French-led troops have entered Kidal in the north of Mali, the last major town they have yet to secure in their drive against Islamist militants.
French forces now control Kidal airport after a number of aircraft, including helicopters, landed there overnight.
Islamist militants were reported to have already left the town and it was unclear who was in charge.
French and Malian forces have been sweeping north, earlier taking Gao and Timbuktu with almost no resistance.
France – the former colonial power in Mali – launched a military operation this month after Islamist militants appeared to be threatening the south.
French army spokesman Colonel Thierry Burkhard confirmed that: “French elements were deployed overnight in Kidal.”
One regional security source told Agence France-Presse that French aircraft had landed at Kidal and that “protection helicopters are in the sky”.
Kidal, 1,500 km (930 miles) north-east of the capital Bamako, was until recently under the control of the Ansar Dine Islamist group.
However, the Islamic Movement of Azawad (IMA), which recently split from Ansar Dine, said it was now in charge in Kidal, although the Tuareg group – the National Movement for the Liberation of Azawad – also claims control.
An MNLA spokesman said its fighters had entered the city on Saturday and there were no Islamist militants there.
Some reports say Ansar Dine leader Iyad Ag Ghaly and Abou Zeid, of al-Qaeda in the Islamic Maghreb, have moved to the mountainous region north of Kidal.
A spokesman for the IMA confirmed the French arrival in the town and said that its leader was now in talks with them.

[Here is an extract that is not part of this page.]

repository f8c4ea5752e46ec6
//! Shared type aliases.

pub mod collections;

The IMA recently said it rejected “extremism and terrorism” and wanted a peaceful solution.
The MNLA has also said it is prepared to work with the French “to eradicate terrorist groups” in the north but that it would not allow the return of the Malian army, which it accused of “crimes against the civilian population”.
Taking Kidal will mark the end of the first phase of the French military intervention, but that there will remain the difficult task of chasing the fighters down across the vast desert.
Islamist extremists took advantage of a military coup in March last year to control a number of cities in the north and impose Sharia law.
The French arrival at Kidal came only 24 hours after securing Timbuktu with Malian forces.
The troops had to secure the streets after hundreds of people looted shops they said had belonged to militant sympathizers.
France has been pushing for the swift deployment of an African Union-backed force, the International Support Mission to Mali (Afisma), to take control of Malian towns.
On Tuesday, international donors meeting in Ethiopia pledged $455.53 million for Afisma and for other projects.
African leaders say the overall budget could be around $950 million.
France’s Foreign Minister Laurent Fabius told the meeting impressive progress had been made but that this did not mean the danger was over.
Laurent Fabius also said credible elections in Mali would be vital to achieving sustainable peace in the country.
Mali’s interim President Dioncounda Traore said on Tuesday that he wanted to hold “transparent and credible” elections by July 31.